Tuttavia, il profilo di Tajani si incrocia anche con la partita delle presidenze di Camera e Senato: l’ex presidente dell’Europarlamento potrebbe salire sullo scranno più alto di Montecitorio, lasciando il Senato alla Lega. Una carica istituzionale a testa, ma anche questo schema andrà verificato così come sarà vagliata la possibilità di lasciare la Camera alle opposizioni, nonostante le riserve nello stato maggiore di Fdi. Il Tesoro è una vicenda a parte. Meloni vuole l’uomo di Bankitalia e membro dell’esecutivo Bce Fabio Panetta, considerato come la 'garanzia preventiva' da mettere dinanzi agli occhi dei mercati e del mondo.
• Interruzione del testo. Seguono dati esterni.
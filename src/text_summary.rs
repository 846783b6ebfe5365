//! Text summary builder for CLI output.
//!
//! Formats the saved session and a history roll-up as human-readable lines.

use crate::format::{format_duration, format_minutes};
use crate::metrics;
use crate::model::SessionRecord;

/// Pre-formatted lines for text output.
pub(crate) struct TextSummary {
    pub lines: Vec<String>,
}

/// Build a text summary for `record`; `history` should already include it if it was saved.
pub(crate) fn build_text_summary(record: &SessionRecord, history: &[SessionRecord]) -> TextSummary {
    let mut lines = Vec::new();

    lines.push(format!("Subject: {} ({})", record.title, record.session_type));
    lines.push(format!(
        "Duration: {} ({} min)",
        format_duration(record.duration_seconds),
        format_minutes(record.duration_seconds)
    ));
    if record.is_pomodoro {
        lines.push(format!(
            "Pomodoro: {} work / {} break, {} segment change(s)",
            format_duration(record.work_seconds.unwrap_or_default()),
            format_duration(record.break_seconds.unwrap_or_default()),
            record.segments_completed
        ));
    }
    if let Some(plan) = record.plan.as_deref() {
        lines.push(format!("Plan: {plan}"));
    }
    lines.push(format!("Focus: {}/10", record.focus_score));
    if !record.distractions.is_empty() {
        lines.push(format!("Distractions: {}", record.distractions.join(", ")));
    }
    if let Some(reflection) = record.reflection.as_deref() {
        lines.push(format!("Reflection: {reflection}"));
    }

    let summary = metrics::summarize_history(history);
    if summary.sessions > 0 {
        lines.push(format!(
            "History: {} session(s), {} total, {} Pomodoro",
            summary.sessions,
            format_duration(summary.total_seconds),
            summary.pomodoro_sessions
        ));
        if let (Some(mean), Some(median)) = (summary.mean_seconds, summary.median_seconds) {
            lines.push(format!(
                "Session length: avg {} med {}",
                format_duration(mean.round() as u64),
                format_duration(median.round() as u64)
            ));
        }
    }

    TextSummary { lines }
}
C’è il problema, non da poco, della posizione che l’Italia perderebbe a Francoforte. La leader Fdi cerca sul dossier-Tesoro la sponda di Draghi, perché accompagni anche la sua 'moral suasion'.

Un’alternativa a Panetta sarebbe l’ex ministro dei governi Berlusconi Domenico Siniscalco. Tra le voci di giornata, anche quella, sempiterna, di uno sdoppiamento tra Tesoro e Finanze. Se andasse in porto l’ipotesi di un dicastero economico per Salvini, la casella del Viminale potrebbe essere affidata a un tecnico di aria: Matteo Piantedosi, Giuseppe Pecoraro. Considerando Guido Crosetto e Giancarlo Giorgetti buoni per l’intero scacchiere di governo, per i sottosegretariati a Palazzo Chigi si fanno i nomi di Francesco Lollobrigida, Giuseppe Chiné e, soprattutto, Giovanbattista Fazzolari, plenipotenziario della leader sulle trattative politiche. Per gli Esteri, oltre a Tajani, sembra essere in gioco anche Elisabetta Belloni. Così come alla Difesa girano i profili di Stefano Pontecorvo e Edmondo Cirielli. Pressing discreto in corso su Letizia Moratti che però ha in mente solo la Regione Lombardia, mentre la Lega vorrebbe riportare al governo Giulia Bongiorno (Giustizia), Edoardo Rixi (Infrastrutture), Massimo Garavaglia ed Erika Stefani. Uno o anche due dicasteri senza portafoglio potrebbero essere assegnati ai centristi. A Raffaele Fitto, che ha aperto a Meloni la strada dei Conservatori europei, possibile che vada la delega ai Rapporti con Bruxelles. Per Fi, ruoli in vista per Annamaria Bernini e Licia Ronzulli.